> _WHAT THIS TASK INVOLVES_
Where the word "content" occurs in a line of the data, return the whole line.

> _RECORD EXCERPTS_
*** Begin section ***
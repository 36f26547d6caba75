//! # Joset Cipher
//!
//! Symmetric primitives behind JWE: RFC 3394 AES key wrap for the `A*KW`
//! and `PBES2-*` key management modes, and the AES-GCM / AES-CBC-HMAC
//! content encryption methods.

#![warn(missing_docs)]
#![forbid(unsafe_code)]

pub mod content;
pub mod error;
pub mod key_wrap;

pub use content::{ContentEncryption, Sealed};
pub use error::{CipherError, Result};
*** End section ***
> _RESULT OF THIS EXERCISE_
//! content encryption methods.
pub mod content;
pub use content::{ContentEncryption, Sealed};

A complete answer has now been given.